Fasi v. HSBC Bank USA, N.A. et al
ORDER denying 5 Plaintiff's Emergency Motion for Temporary Restraining Order. By Judge Philip A. Brimmer on 1/3/13.(mnfsl, )
IN THE UNITED STATES DISTRICT COURT
FOR THE DISTRICT OF COLORADO
Judge Philip A. Brimmer
Civil Action No. 12-cv-03290-PAB-MJW
HSBC BANK USA, N.A. and
WELLS FARGO BANK, N.A.,
This matter comes before the Court on the motion for a temporary restraining
order (“TRO”) [Docket No. 5] filed by plaintiff Donna Fasi.
On December 18, 2012, Ms. Fasi filed a complaint against defendants HSBC
Bank USA, N.A. (“HSBC”) and Wells Fargo Bank, N.A. (“Wells Fargo”). Docket No. 1.
The complaint alleges that Ms. Fasi entered into a mortgage loan with Wells Fargo on
January 9, 2006 regarding property which Ms. Fasi appears to operate as a farm. Id. at
3, ¶¶ 3-4; Docket No. 5 at 2, ¶ 5. The complaint further alleges that HSBC foreclosed
on the subject property while acting as a trustee for NHEL Home Equity Loan Trust.
Docket No. 1 at 3, ¶ 4. The complaint does not allege when such foreclosure took
place. The complaint includes one claim, namely, that Wells Fargo violated the
Racketeer Influenced and Corrupt Organizations Act (“RICO”), 18 U.S.C. § 1961, et
seq., by inflating the appraised value of Ms. Fasi’s property. Docket No. 1 at 62-65, ¶¶
144-75. Her allegation that Wells Fargo inflated its appraisal is based on her assertion
that Eagle County, where the property is located, had contemporaneously appraised
the property for substantially less. Id. Through the motion for TRO, Ms. Fasi seeks to
enjoin defendants from evicting her and her family until her RICO claim can be heard
on its merits. Docket No. 5 at 10, ¶ 20.
Local Rule 65.1 states that a motion for a temporary restraining order shall be
accompanied by a certificate of counsel or pro se party stating that “actual notice” of the
motion was provided to the opposing party or stating the “efforts made by the moving
party to give such notice.” D.C.COLO.LCivR 65.1A. Ms. Fasi has not included such a
certificate. Instead, Ms. Fasi claims that the Court should grant a TRO on an ex parte
basis. Docket No. 5 at 5, ¶ 15. The Local Rules state that courts may not consider an
ex parte motion for a TRO except in accordance with Rule 65(b) of the Federal Rules of
Civil Procedure. Id. at 65.1A.2. Rule 65(b) provides in part that:
The court may issue a temporary restraining order without written or oral
notice to the adverse party or its attorney only if . . . specific facts in an
affidavit or a verified complaint clearly show that immediate and irreparable
injury, loss, or damage will result to the movant before the adverse party can
be heard in opposition.
Fed. R. Civ. P. 65(b)(1)(A). Ms. Fasi asserts that the Court should enter a TRO without
the nature of the fraud conducted by the defendants in the mortgage lending
process, taken together with Colorado’s lack of consumer protections against
invalid foreclosure, plaintiff’s equity in the Fasi family farm is at risk until
plaintiff’s RICO claim against the defendants is properly adjudicated.

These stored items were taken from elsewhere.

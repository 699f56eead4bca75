//! Shared generators for integration tests

#![allow(dead_code)]

use std::collections::BTreeSet;

use rand::rngs::StdRng;
use rand::Rng;

use morgan_fps::Fingerprint;

/// Random set of on-bit positions with roughly `density` fill
pub fn random_bits(rng: &mut StdRng, density: f64) -> BTreeSet<u32> {
    (0..2048u32).filter(|_| rng.gen_bool(density)).collect()
}

pub fn fingerprint_of(bits: &BTreeSet<u32>) -> Fingerprint {
    let mut words = [0u64; 32];
    for &b in bits {
        words[(b / 64) as usize] |= 1u64 << (b % 64);
    }
    Fingerprint::from_words(words)
}

pub fn plain_hex(bits: &BTreeSet<u32>) -> String {
    fingerprint_of(bits).to_hex()
}

fn pack_u32(v: u32, out: &mut Vec<u8>) {
    if v < (1 << 7) {
        out.push((v << 1) as u8);
    } else if v < (1 << 7) + (1 << 14) {
        let x = ((v - (1 << 7)) << 2) | 1;
        out.extend_from_slice(&x.to_le_bytes()[..2]);
    } else if v < (1 << 7) + (1 << 14) + (1 << 21) {
        let x = ((v - (1 << 7) - (1 << 14)) << 3) | 3;
        out.extend_from_slice(&x.to_le_bytes()[..3]);
    } else {
        let x = ((v - (1 << 7) - (1 << 14) - (1 << 21)) << 3) | 7;
        out.extend_from_slice(&x.to_le_bytes());
    }
}

/// Legacy version-32 (delta run-length) pickle, hex encoded
pub fn rle_hex(bits: &BTreeSet<u32>) -> String {
    let mut raw = Vec::new();
    raw.extend_from_slice(&(-32i32).to_le_bytes());
    raw.extend_from_slice(&2048i32.to_le_bytes());
    raw.extend_from_slice(&(bits.len() as u32).to_le_bytes());
    let mut cursor = 0;
    for &b in bits {
        pack_u32(b - cursor, &mut raw);
        cursor = b + 1;
    }
    hex::encode_upper(raw)
}

/// Legacy version-16 (u16 positions) pickle, hex encoded
pub fn short_hex(bits: &BTreeSet<u32>) -> String {
    let mut raw = Vec::new();
    raw.extend_from_slice(&(-16i32).to_le_bytes());
    raw.extend_from_slice(&2048i32.to_le_bytes());
    raw.extend_from_slice(&(bits.len() as u32).to_le_bytes());
    for &b in bits {
        raw.extend_from_slice(&(b as u16).to_le_bytes());
    }
    hex::encode(raw)
}

/// Reference Jaccard over position sets
pub fn jaccard(a: &BTreeSet<u32>, b: &BTreeSet<u32>) -> f64 {
    let union = a.union(b).count();
    if union == 0 {
        return 0.0;
    }
    a.intersection(b).count() as f64 / union as f64
}
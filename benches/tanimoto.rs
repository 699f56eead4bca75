//! Tanimoto Benchmarks
//!
//! Run with: cargo bench --bench tanimoto

use std::sync::atomic::AtomicBool;

use criterion::{black_box, criterion_group, criterion_main, Criterion, Throughput};
use rand::rngs::StdRng;
use rand::{Rng, SeedableRng};

use morgan_fps::fingerprint::{counts_scalar, intersection_union};
use morgan_fps::{tanimoto, Fingerprint, FingerprintBatch, SimilarityStore};

fn random_fingerprint(rng: &mut StdRng) -> Fingerprint {
    let mut words = [0u64; 32];
    for w in &mut words {
        // roughly 1 in 8 bits set, close to real Morgan density
        *w = rng.gen::<u64>() & rng.gen::<u64>() & rng.gen::<u64>();
    }
    Fingerprint::from_words(words)
}

fn bench_kernel(c: &mut Criterion) {
    let mut rng = StdRng::seed_from_u64(1);
    let a = random_fingerprint(&mut rng);
    let b = random_fingerprint(&mut rng);

    let mut group = c.benchmark_group("tanimoto_kernel");
    group.throughput(Throughput::Elements(1));
    group.bench_function("dispatch", |bencher| {
        bencher.iter(|| tanimoto(black_box(&a), black_box(&b)))
    });
    group.bench_function("counts", |bencher| {
        bencher.iter(|| intersection_union(black_box(&a), black_box(&b)))
    });
    group.bench_function("counts_scalar", |bencher| {
        bencher.iter(|| counts_scalar(black_box(a.words()), black_box(b.words())))
    });
    group.finish();
}

fn bench_threshold(c: &mut Criterion) {
    let mut rng = StdRng::seed_from_u64(2);
    let sizes = [250usize, 1_000];

    let mut group = c.benchmark_group("tanimoto_threshold");
    group.sample_size(10);

    for n in sizes {
        let encoded: Vec<String> = (0..n)
            .map(|_| random_fingerprint(&mut rng).to_hex())
            .collect();
        let store = SimilarityStore::from_batch(&FingerprintBatch::new(encoded)).unwrap();
        let cancel = AtomicBool::new(false);

        group.throughput(Throughput::Elements((n * (n - 1) / 2) as u64));
        group.bench_function(format!("n_{}", n), |bencher| {
            bencher.iter(|| store.tanimoto_threshold(black_box(0.7), &cancel).unwrap())
        });
    }

    group.finish();
}

criterion_group!(benches, bench_kernel, bench_threshold);
criterion_main!(benches);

Docket No. 5 at 5, ¶ 15. The motion includes an affidavit from Ms. Fasi explaining the
irreparable harm that would ensue upon eviction. Docket No. 5 at 7-10.

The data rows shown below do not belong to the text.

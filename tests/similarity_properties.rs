mod common;

use std::collections::BTreeSet;

use morgan_fps::{decode, tanimoto, tanimoto_encoded, FingerprintBatch, Format, SimilarityStore};

fn all_f_with(digit: usize, replacement: char) -> String {
    let mut s: Vec<char> = "F".repeat(512).chars().collect();
    s[digit] = replacement;
    s.into_iter().collect()
}

#[test]
fn one_bit_flips_are_counted_exactly() {
    // 'E' clears exactly one bit of an 'F' nibble
    let a = all_f_with(0, 'E');
    let b = all_f_with(511, 'E');
    let sim = tanimoto_encoded(&a, &b, Format::Plain).unwrap();
    assert_eq!(sim, 2046.0 / 2048.0);
    assert!(sim < 1.0);

    let same = tanimoto_encoded(&a, &a, Format::Plain).unwrap();
    assert_eq!(same, 1.0);
}

#[test]
fn decoding_is_a_pure_function_of_the_string() {
    let s = all_f_with(17, '3');
    let lower = s.to_lowercase();
    assert_eq!(
        decode(&s, Format::Plain).unwrap(),
        decode(&lower, Format::Plain).unwrap()
    );
    let fp = decode(&s, Format::Plain).unwrap();
    assert_eq!(decode(&fp.to_hex(), Format::Plain).unwrap(), fp);
}

#[test]
fn plain_and_packed_agree() {
    let bits: BTreeSet<u32> = [0, 1, 63, 64, 127, 128, 1000, 2047].into_iter().collect();
    let plain = decode(&common::plain_hex(&bits), Format::Plain).unwrap();
    let rle = decode(&common::rle_hex(&bits), Format::LegacyPacked).unwrap();
    let short = decode(&common::short_hex(&bits), Format::LegacyPacked).unwrap();
    assert_eq!(plain, rle);
    assert_eq!(plain, short);
    assert_eq!(tanimoto(&plain, &rle), 1.0);
}

#[test]
fn auto_names_are_one_based() {
    let batch = FingerprintBatch::new([all_f_with(0, '0'), all_f_with(1, '0'), all_f_with(2, '0')]);
    let store = SimilarityStore::from_batch(&batch).unwrap();
    assert_eq!(store.names(), &[1, 2, 3]);
    let rows = store.tanimoto_all(2).unwrap();
    assert_eq!(rows[1].similarity, 1.0);
}
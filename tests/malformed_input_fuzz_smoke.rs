use rand::rngs::StdRng;
use rand::{Rng, SeedableRng};

use morgan_fps::{codec, format, Format};

#[test]
fn malformed_bytes_do_not_panic_decode_paths() {
    let mut rng = StdRng::seed_from_u64(42);
    for _ in 0..2_000 {
        let len = rng.gen_range(0..600usize);
        let mut data = vec![0u8; len];
        rng.fill(data.as_mut_slice());

        let _ = codec::decode_pickle(&data);
        let _ = codec::decode(&hex::encode(&data), Format::LegacyPacked);
        let _ = format::from_bytes(&data);

        let mut framed = b"MORGANFPS".to_vec();
        framed.extend_from_slice(&data);
        let _ = format::from_bytes(&framed);
    }
}

#[test]
fn random_text_does_not_panic_plain_decoder() {
    let mut rng = StdRng::seed_from_u64(7);
    for _ in 0..500 {
        let s: String = (0..512)
            .map(|_| char::from(rng.gen_range(0x20u8..0x7f)))
            .collect();
        let _ = codec::decode(&s, Format::Plain);
    }
}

Neither the motion nor the affidavit explains why Ms. Fasi’s alleged irreparable
injuries “will result to the movant before the adverse party can be heard in opposition.”

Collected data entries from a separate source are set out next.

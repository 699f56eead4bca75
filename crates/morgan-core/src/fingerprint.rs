//! Canonical 2048-bit fingerprint and Tanimoto similarity
//!
//! A fingerprint is 32 little-endian `u64` words. Similarity is the Jaccard
//! index over set bits:
//!
//! ```text
//! tanimoto(a, b) = popcount(a & b) / popcount(a | b)
//! ```
//!
//! # Architecture Selection
//!
//! | Platform       | ISA      | Path                              |
//! |----------------|----------|-----------------------------------|
//! | x86_64+POPCNT  | POPCNT   | `counts_popcnt` (runtime check)   |
//! | other          | scalar   | `u64::count_ones` per word        |

use std::fmt;

use bytemuck::{Pod, Zeroable};

use crate::codec::{self, DecodeError, Format};

/// Number of bits in a Morgan fingerprint
pub const BITS: usize = 2048;

/// Number of 64-bit words in a fingerprint
pub const WORDS: usize = BITS / 64;

/// Size of a fingerprint in bytes (as stored in memory and on disk)
pub const BYTES: usize = BITS / 8;

/// A fixed-width 2048-bit fingerprint.
///
/// Bit `p` lives in word `p / 64` at bit `p % 64`. Equality and hashing cover
/// every word; hashing goes through the standard (SipHash) hasher.
#[repr(transparent)]
#[derive(Clone, Copy, PartialEq, Eq, Hash, Pod, Zeroable)]
pub struct Fingerprint([u64; WORDS]);

impl Fingerprint {
    /// All-zero fingerprint
    #[inline]
    pub const fn zero() -> Self {
        Self([0; WORDS])
    }

    #[inline]
    pub const fn from_words(words: [u64; WORDS]) -> Self {
        Self(words)
    }

    /// Build from 256 raw bytes, 8 little-endian bytes per word
    pub fn from_bytes(bytes: &[u8; BYTES]) -> Self {
        let mut words = [0u64; WORDS];
        for (word, chunk) in words.iter_mut().zip(bytes.chunks_exact(8)) {
            let mut buf = [0u8; 8];
            buf.copy_from_slice(chunk);
            *word = u64::from_le_bytes(buf);
        }
        Self(words)
    }

    #[inline]
    pub fn words(&self) -> &[u64; WORDS] {
        &self.0
    }

    /// Raw little-endian byte image (the inverse of [`Fingerprint::from_bytes`])
    pub fn to_bytes(&self) -> [u8; BYTES] {
        let mut out = [0u8; BYTES];
        for (chunk, word) in out.chunks_exact_mut(8).zip(self.0.iter()) {
            chunk.copy_from_slice(&word.to_le_bytes());
        }
        out
    }

    /// Plain (512 character, lowercase) hex encoding
    pub fn to_hex(&self) -> String {
        hex::encode(self.to_bytes())
    }

    /// Parse the plain 512 character hex encoding (either case)
    pub fn from_hex(encoded: &str) -> Result<Self, DecodeError> {
        codec::decode(encoded, Format::Plain)
    }

    /// Set bit `position`. Callers guarantee `position < BITS`.
    #[inline]
    pub(crate) fn set_bit(&mut self, position: usize) {
        debug_assert!(position < BITS);
        self.0[position / 64] |= 1u64 << (position % 64);
    }

    #[inline]
    pub fn bit(&self, position: usize) -> bool {
        position < BITS && self.0[position / 64] & (1u64 << (position % 64)) != 0
    }

    /// Number of set bits
    pub fn count_ones(&self) -> u32 {
        self.0.iter().map(|w| w.count_ones()).sum()
    }
}

impl Default for Fingerprint {
    fn default() -> Self {
        Self::zero()
    }
}

impl fmt::Debug for Fingerprint {
    fn fmt(&self, f: &mut fmt::Formatter<'_>) -> fmt::Result {
        f.debug_struct("Fingerprint")
            .field("ones", &self.count_ones())
            .field("hex", &self.to_hex())
            .finish()
    }
}

// ============================================================================
// x86_64 POPCNT (runtime feature detection)
// ============================================================================

#[cfg(target_arch = "x86_64")]
#[target_feature(enable = "popcnt")]
#[inline]
unsafe fn counts_popcnt(a: &[u64; WORDS], b: &[u64; WORDS]) -> (u32, u32) {
    use std::arch::x86_64::_popcnt64;

    let mut and = 0i32;
    let mut or = 0i32;
    for i in 0..WORDS {
        and += _popcnt64((a[i] & b[i]) as i64);
        or += _popcnt64((a[i] | b[i]) as i64);
    }
    (and as u32, or as u32)
}

// ============================================================================
// Scalar fallback
// ============================================================================

/// Portable intersection/union popcounts over raw words
#[inline]
pub fn counts_scalar(a: &[u64; WORDS], b: &[u64; WORDS]) -> (u32, u32) {
    let mut and = 0u32;
    let mut or = 0u32;
    for (x, y) in a.iter().zip(b.iter()) {
        and += (x & y).count_ones();
        or += (x | y).count_ones();
    }
    (and, or)
}

/// Popcounts of the intersection and the union of two fingerprints
#[inline]
pub fn intersection_union(a: &Fingerprint, b: &Fingerprint) -> (u32, u32) {
    #[cfg(target_arch = "x86_64")]
    {
        if is_x86_feature_detected!("popcnt") {
            return unsafe { counts_popcnt(&a.0, &b.0) };
        }
    }

    #[allow(unreachable_code)]
    counts_scalar(&a.0, &b.0)
}

/// Tanimoto (Jaccard) similarity of two fingerprints.
///
/// Returns 0.0 when both fingerprints are all-zero.
#[inline]
pub fn tanimoto(a: &Fingerprint, b: &Fingerprint) -> f64 {
    let (intersection, union) = intersection_union(a, b);
    if union == 0 {
        return 0.0;
    }
    f64::from(intersection) / f64::from(union)
}

#[cfg(test)]
mod tests {
    use super::*;
    use rand::rngs::StdRng;
    use rand::{Rng, SeedableRng};

    fn random_fp(rng: &mut StdRng) -> Fingerprint {
        let mut words = [0u64; WORDS];
        for w in words.iter_mut() {
            // Sparse-ish, like real Morgan fingerprints
            *w = rng.gen::<u64>() & rng.gen::<u64>() & rng.gen::<u64>();
        }
        Fingerprint::from_words(words)
    }

    #[test]
    fn test_self_similarity() {
        let mut rng = StdRng::seed_from_u64(7);
        for _ in 0..100 {
            let a = random_fp(&mut rng);
            if a.count_ones() == 0 {
                continue;
            }
            assert_eq!(tanimoto(&a, &a), 1.0);
        }
    }

    #[test]
    fn test_symmetry_and_range() {
        let mut rng = StdRng::seed_from_u64(11);
        for _ in 0..200 {
            let a = random_fp(&mut rng);
            let b = random_fp(&mut rng);
            let ab = tanimoto(&a, &b);
            assert_eq!(ab, tanimoto(&b, &a));
            assert!((0.0..=1.0).contains(&ab));
        }
    }

    #[test]
    fn test_simd_matches_scalar() {
        let mut rng = StdRng::seed_from_u64(3);
        for _ in 0..100 {
            let a = random_fp(&mut rng);
            let b = random_fp(&mut rng);
            assert_eq!(intersection_union(&a, &b), counts_scalar(a.words(), b.words()));
        }
    }

    #[test]
    fn test_all_zero_is_zero() {
        let z = Fingerprint::zero();
        assert_eq!(tanimoto(&z, &z), 0.0);
    }

    #[test]
    fn test_disjoint() {
        let mut a = Fingerprint::zero();
        let mut b = Fingerprint::zero();
        a.set_bit(0);
        b.set_bit(2047);
        assert_eq!(tanimoto(&a, &b), 0.0);
        assert_eq!(tanimoto(&a, &Fingerprint::zero()), 0.0);
    }

    #[test]
    fn test_known_ratio() {
        let mut a = Fingerprint::zero();
        let mut b = Fingerprint::zero();
        for p in [1, 64, 100, 2000] {
            a.set_bit(p);
        }
        for p in [1, 64, 1500] {
            b.set_bit(p);
        }
        // 2 shared, 5 in union
        assert!((tanimoto(&a, &b) - 0.4).abs() < 1e-12);
    }

    #[test]
    fn test_bytes_roundtrip_is_little_endian() {
        let mut bytes = [0u8; BYTES];
        bytes[0] = 0x01;
        bytes[9] = 0x80;
        let fp = Fingerprint::from_bytes(&bytes);
        assert_eq!(fp.words()[0], 1);
        assert_eq!(fp.words()[1], 0x8000);
        assert!(fp.bit(0));
        assert!(fp.bit(64 + 15));
        assert_eq!(fp.to_bytes(), bytes);
    }

    #[test]
    fn test_from_hex() {
        let mut fp = Fingerprint::zero();
        fp.set_bit(5);
        fp.set_bit(2047);
        assert_eq!(Fingerprint::from_hex(&fp.to_hex().to_uppercase()).unwrap(), fp);
        assert!(Fingerprint::from_hex("abc").is_err());
    }
}
//! morgan-fps: an in-memory index for 2048-bit Morgan fingerprints
//!
//! # Architecture
//!
//! ```text
//! ┌─────────────────────────────────────────────────────────────┐
//! │                SharedStore (reloadable handle)              │
//! │           Arc snapshots for readers · exclusive swap        │
//! └─────────────────────────────────────────────────────────────┘
//!                              │
//!                              ▼
//! ┌─────────────────────────────────────────────────────────────┐
//! │          SimilarityStore · IdentityMap (morgan-core)        │
//! │     exact Tanimoto queries · exact-duplicate detection      │
//! └─────────────────────────────────────────────────────────────┘
//!                              │
//!                              ▼
//! ┌─────────────────────────────────────────────────────────────┐
//! │                  MORGANFPS file (zstd blocks)               │
//! └─────────────────────────────────────────────────────────────┘
//! ```

use thiserror::Error;

pub mod shared;

pub use morgan_core::{batch, codec, fingerprint, format, identity, names, store};
pub use morgan_core::{
    decode, tanimoto, tanimoto_encoded, BatchError, CompressionLevel, DecodeError, FileError,
    Fingerprint, FingerprintBatch, Format, IdentityMap, MatchRow, Name, NameError, PairRow,
    RawName, SaveOptions, ScanOptions, SimilarityRow, SimilarityStore, StoreError,
};
pub use shared::SharedStore;

/// Any error raised by the index, for callers that surface errors uniformly
#[derive(Error, Debug)]
pub enum Error {
    #[error(transparent)]
    Store(#[from] StoreError),

    #[error(transparent)]
    Batch(#[from] BatchError),

    #[error(transparent)]
    File(#[from] FileError),

    #[error(transparent)]
    Decode(#[from] DecodeError),
}

pub type Result<T, E = Error> = std::result::Result<T, E>;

See Fed. R. Civ. P. 65(b)(1)(A). Ms. Fasi does not suggest that harm would result
from providing notice to opposing counsel itself, e.g., by claiming that such notice
would prompt defendants to evict her. Moreover, Ms. Fasi does not substantiate the
imminence of an eviction. She quotes correspondence from an attorney for
defendants stating that the “Writ of Restitution may be executed at any time after it is
issued by the Eagle County Court.” Docket No. 5 at 2, ¶ 4. However, Ms. Fasi does
not indicate whether such writ has been issued, whether defendants have set a date
on which Ms. Fasi must leave her home, and, if so, whether that date is imminent.1
Thus, Ms. Fasi fails to comply with the notice provision of Local Rule 65.1A and fails to
clearly show pursuant to Federal Rule of Civil Procedure 65(b) that immediate and
irreparable injury will result before the adverse party can be heard. Ms. Fasi’s motion
will be denied on this basis alone.
Even if the Court considers the motion on the merits, Ms. Fasi fails to justify the
issuance of a TRO. A party seeking a TRO must show (1) a likelihood of success on
the merits; (2) a likelihood that the movant will suffer irreparable harm in the absence
of preliminary relief; (3) that the balance of equities tips in the movant’s favor; and (4)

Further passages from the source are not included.